Directions: Please repeat the lines below, exactly and only, from the one that holds "graph nodes can" through the one that holds "pub mod pan;".

Given data:
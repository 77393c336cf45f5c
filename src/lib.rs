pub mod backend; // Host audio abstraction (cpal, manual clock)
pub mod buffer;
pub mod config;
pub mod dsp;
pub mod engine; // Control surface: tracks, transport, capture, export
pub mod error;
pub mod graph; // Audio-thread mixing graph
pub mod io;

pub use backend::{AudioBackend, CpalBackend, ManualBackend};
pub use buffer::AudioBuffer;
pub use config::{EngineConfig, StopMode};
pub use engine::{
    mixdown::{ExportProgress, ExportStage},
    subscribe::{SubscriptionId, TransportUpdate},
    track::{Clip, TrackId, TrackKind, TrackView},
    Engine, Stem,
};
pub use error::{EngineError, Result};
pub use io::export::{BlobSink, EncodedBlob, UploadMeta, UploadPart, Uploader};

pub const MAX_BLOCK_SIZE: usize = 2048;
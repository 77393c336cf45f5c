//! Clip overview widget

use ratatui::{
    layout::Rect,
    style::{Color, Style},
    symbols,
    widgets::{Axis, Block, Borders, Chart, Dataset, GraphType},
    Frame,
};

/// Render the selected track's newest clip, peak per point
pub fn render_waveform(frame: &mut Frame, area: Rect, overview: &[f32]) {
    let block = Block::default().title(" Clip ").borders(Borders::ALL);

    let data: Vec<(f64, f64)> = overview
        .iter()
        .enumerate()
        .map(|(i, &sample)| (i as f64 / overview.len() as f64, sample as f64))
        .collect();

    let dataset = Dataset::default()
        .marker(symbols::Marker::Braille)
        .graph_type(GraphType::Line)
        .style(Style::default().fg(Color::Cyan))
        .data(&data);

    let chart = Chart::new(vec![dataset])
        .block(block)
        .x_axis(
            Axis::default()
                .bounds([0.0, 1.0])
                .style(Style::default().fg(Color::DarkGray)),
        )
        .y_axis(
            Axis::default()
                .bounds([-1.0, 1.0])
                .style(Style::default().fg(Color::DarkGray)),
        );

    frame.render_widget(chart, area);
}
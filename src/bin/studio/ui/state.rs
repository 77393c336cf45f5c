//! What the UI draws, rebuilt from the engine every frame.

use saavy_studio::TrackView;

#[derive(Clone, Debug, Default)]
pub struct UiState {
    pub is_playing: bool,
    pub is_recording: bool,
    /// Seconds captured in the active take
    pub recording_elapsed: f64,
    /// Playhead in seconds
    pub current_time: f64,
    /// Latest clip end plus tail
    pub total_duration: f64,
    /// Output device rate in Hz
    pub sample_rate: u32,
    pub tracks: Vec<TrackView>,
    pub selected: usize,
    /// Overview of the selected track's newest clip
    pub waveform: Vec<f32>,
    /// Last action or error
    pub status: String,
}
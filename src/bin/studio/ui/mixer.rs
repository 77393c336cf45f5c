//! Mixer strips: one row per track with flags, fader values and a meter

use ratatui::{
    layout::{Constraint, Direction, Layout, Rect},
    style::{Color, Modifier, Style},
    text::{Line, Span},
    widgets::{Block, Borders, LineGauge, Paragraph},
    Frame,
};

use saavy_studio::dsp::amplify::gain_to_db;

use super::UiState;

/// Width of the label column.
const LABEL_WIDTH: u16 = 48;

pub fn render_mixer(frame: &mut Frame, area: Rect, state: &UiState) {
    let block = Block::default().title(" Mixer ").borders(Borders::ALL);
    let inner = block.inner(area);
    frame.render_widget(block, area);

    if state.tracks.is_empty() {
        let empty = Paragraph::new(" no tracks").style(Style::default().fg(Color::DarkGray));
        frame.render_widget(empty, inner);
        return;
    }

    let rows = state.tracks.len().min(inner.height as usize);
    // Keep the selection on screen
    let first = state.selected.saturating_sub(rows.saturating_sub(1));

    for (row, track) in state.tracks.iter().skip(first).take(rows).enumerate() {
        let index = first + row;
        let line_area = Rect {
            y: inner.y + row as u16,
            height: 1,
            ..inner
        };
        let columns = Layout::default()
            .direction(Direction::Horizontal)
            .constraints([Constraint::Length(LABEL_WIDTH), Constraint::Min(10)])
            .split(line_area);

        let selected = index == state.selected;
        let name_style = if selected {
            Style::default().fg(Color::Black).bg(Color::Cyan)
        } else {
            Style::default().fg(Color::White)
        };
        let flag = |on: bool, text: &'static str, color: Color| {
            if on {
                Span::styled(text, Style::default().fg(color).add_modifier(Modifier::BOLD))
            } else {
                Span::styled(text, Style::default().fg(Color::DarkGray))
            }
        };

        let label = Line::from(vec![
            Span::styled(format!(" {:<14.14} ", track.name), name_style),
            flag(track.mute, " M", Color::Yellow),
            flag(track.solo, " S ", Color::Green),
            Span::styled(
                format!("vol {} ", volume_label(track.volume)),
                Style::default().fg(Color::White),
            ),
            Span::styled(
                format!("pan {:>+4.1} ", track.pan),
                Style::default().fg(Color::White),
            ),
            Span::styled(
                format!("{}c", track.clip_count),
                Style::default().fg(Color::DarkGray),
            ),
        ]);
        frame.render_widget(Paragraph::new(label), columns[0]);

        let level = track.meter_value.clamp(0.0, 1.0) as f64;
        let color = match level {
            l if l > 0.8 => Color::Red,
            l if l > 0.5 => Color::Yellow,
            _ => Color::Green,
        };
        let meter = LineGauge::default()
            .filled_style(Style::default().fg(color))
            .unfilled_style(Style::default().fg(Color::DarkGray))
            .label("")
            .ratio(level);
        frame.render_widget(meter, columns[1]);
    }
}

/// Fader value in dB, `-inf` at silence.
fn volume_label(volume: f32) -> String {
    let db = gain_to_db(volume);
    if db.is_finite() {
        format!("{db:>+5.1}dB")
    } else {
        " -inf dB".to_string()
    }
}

...

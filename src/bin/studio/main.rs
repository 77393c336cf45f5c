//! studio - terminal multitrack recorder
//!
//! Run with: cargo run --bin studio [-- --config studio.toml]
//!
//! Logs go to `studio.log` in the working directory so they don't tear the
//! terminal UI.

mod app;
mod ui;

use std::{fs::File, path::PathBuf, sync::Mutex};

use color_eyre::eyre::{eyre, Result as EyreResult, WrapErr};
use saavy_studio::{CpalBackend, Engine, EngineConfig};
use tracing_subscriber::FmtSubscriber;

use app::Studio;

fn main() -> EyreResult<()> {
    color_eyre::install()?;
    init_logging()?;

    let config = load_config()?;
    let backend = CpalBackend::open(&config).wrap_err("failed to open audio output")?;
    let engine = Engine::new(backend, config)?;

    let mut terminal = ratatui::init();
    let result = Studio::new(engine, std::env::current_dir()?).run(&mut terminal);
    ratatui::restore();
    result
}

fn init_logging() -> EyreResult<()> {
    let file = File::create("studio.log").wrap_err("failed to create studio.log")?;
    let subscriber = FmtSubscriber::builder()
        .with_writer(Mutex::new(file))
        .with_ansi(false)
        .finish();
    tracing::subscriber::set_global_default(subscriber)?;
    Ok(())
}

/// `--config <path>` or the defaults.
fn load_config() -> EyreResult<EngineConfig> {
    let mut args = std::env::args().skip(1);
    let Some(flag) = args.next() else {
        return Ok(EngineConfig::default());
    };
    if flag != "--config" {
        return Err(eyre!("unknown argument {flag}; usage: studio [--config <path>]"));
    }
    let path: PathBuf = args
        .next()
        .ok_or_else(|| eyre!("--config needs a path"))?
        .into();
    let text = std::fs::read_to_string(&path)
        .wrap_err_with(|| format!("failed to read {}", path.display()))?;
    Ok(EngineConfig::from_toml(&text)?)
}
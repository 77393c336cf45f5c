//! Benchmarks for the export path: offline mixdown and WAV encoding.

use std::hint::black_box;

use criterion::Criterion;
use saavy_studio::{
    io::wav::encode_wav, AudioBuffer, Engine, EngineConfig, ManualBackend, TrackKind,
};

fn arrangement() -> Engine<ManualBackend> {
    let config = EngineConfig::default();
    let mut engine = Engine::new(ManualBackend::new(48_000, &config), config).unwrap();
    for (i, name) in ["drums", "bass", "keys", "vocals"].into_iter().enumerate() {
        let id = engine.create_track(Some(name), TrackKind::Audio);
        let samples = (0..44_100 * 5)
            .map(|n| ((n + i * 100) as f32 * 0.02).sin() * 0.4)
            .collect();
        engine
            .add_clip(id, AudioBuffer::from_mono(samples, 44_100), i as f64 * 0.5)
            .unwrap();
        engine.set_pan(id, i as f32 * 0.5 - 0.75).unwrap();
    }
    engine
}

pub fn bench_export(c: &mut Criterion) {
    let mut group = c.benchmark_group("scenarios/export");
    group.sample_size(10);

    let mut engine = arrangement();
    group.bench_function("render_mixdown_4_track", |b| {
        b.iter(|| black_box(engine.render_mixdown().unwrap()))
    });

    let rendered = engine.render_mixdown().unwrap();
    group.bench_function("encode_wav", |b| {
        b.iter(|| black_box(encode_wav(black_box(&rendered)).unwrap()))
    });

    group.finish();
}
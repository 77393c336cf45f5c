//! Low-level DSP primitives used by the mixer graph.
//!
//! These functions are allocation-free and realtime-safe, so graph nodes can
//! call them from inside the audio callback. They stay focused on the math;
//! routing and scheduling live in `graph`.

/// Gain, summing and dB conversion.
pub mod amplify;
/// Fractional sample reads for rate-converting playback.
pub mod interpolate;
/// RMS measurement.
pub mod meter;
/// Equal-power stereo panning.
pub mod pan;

--

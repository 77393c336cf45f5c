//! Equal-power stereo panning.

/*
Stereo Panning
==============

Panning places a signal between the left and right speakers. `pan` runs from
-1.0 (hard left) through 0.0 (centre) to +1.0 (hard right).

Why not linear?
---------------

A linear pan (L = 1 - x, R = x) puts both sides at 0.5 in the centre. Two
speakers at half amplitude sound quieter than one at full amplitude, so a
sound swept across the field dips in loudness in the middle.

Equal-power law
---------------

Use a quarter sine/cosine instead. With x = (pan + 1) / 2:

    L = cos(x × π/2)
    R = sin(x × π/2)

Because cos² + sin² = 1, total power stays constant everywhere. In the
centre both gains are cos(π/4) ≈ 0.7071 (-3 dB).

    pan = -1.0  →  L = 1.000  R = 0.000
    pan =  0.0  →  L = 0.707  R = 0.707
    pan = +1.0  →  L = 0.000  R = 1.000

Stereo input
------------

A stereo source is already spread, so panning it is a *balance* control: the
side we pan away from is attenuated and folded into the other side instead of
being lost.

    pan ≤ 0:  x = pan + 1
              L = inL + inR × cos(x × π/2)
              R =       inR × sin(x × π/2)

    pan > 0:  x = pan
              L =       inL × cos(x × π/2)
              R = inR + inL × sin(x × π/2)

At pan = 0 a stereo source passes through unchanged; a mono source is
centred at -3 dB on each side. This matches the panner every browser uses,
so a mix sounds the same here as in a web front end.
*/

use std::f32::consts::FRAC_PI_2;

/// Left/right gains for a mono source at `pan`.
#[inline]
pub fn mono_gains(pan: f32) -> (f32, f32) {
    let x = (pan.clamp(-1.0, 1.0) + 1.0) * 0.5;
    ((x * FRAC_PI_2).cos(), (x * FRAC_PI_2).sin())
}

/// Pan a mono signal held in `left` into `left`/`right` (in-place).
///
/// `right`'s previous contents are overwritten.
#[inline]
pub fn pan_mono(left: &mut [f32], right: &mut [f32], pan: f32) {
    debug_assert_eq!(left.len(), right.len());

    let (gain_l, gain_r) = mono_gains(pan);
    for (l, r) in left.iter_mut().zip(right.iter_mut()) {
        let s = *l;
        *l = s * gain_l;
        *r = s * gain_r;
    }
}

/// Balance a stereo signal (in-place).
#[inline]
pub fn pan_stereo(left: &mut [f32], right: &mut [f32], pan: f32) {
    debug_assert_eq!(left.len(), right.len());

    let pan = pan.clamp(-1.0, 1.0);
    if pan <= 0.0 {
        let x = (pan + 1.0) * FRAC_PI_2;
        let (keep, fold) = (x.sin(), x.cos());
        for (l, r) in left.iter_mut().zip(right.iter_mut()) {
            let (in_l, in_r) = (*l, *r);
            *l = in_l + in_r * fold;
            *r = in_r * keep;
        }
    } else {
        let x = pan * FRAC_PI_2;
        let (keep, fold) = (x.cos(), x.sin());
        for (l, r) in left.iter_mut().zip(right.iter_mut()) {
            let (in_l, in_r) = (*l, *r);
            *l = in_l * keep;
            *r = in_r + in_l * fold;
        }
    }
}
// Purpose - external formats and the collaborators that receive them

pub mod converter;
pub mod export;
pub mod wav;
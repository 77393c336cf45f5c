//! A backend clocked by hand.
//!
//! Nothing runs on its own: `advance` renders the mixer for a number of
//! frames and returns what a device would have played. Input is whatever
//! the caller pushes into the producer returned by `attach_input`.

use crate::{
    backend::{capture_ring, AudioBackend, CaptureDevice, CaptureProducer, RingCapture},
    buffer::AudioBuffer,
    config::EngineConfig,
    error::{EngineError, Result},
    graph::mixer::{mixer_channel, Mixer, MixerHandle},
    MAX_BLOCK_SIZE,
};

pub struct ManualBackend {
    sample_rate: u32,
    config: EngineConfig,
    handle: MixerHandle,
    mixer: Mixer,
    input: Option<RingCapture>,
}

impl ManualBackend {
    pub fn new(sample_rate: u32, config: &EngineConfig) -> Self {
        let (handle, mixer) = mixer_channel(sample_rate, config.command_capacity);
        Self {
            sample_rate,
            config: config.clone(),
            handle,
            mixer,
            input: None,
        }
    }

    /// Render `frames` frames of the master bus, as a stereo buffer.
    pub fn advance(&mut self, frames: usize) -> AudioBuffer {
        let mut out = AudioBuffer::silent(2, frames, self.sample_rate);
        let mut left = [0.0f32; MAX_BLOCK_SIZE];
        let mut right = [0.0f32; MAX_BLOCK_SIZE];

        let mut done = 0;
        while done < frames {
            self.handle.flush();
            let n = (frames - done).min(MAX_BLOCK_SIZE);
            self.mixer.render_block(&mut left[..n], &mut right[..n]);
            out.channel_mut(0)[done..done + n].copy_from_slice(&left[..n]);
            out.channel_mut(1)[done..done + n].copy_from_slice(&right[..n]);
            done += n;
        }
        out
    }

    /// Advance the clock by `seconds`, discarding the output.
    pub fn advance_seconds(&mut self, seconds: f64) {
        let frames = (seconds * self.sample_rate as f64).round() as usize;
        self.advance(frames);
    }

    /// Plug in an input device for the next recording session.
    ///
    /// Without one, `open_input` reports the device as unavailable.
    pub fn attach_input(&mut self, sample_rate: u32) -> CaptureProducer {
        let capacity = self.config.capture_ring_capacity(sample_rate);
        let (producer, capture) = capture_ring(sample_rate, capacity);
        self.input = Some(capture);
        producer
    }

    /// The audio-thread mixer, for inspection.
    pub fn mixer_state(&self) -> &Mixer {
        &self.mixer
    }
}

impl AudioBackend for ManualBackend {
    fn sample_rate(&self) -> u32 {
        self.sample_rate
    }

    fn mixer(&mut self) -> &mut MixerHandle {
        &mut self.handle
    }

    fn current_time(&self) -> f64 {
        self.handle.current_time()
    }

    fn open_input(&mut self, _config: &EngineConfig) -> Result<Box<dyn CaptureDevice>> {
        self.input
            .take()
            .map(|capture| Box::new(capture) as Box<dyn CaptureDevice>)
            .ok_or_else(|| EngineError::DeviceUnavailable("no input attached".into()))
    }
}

Response:
//! These functions are allocation-free and realtime-safe, so graph nodes can
//! call them from inside the audio callback. They stay focused on the math;
//! routing and scheduling live in `graph`.

/// Gain, summing and dB conversion.
pub mod amplify;
/// Fractional sample reads for rate-converting playback.
pub mod interpolate;
/// RMS measurement.
pub mod meter;
/// Equal-power stereo panning.
pub mod pan;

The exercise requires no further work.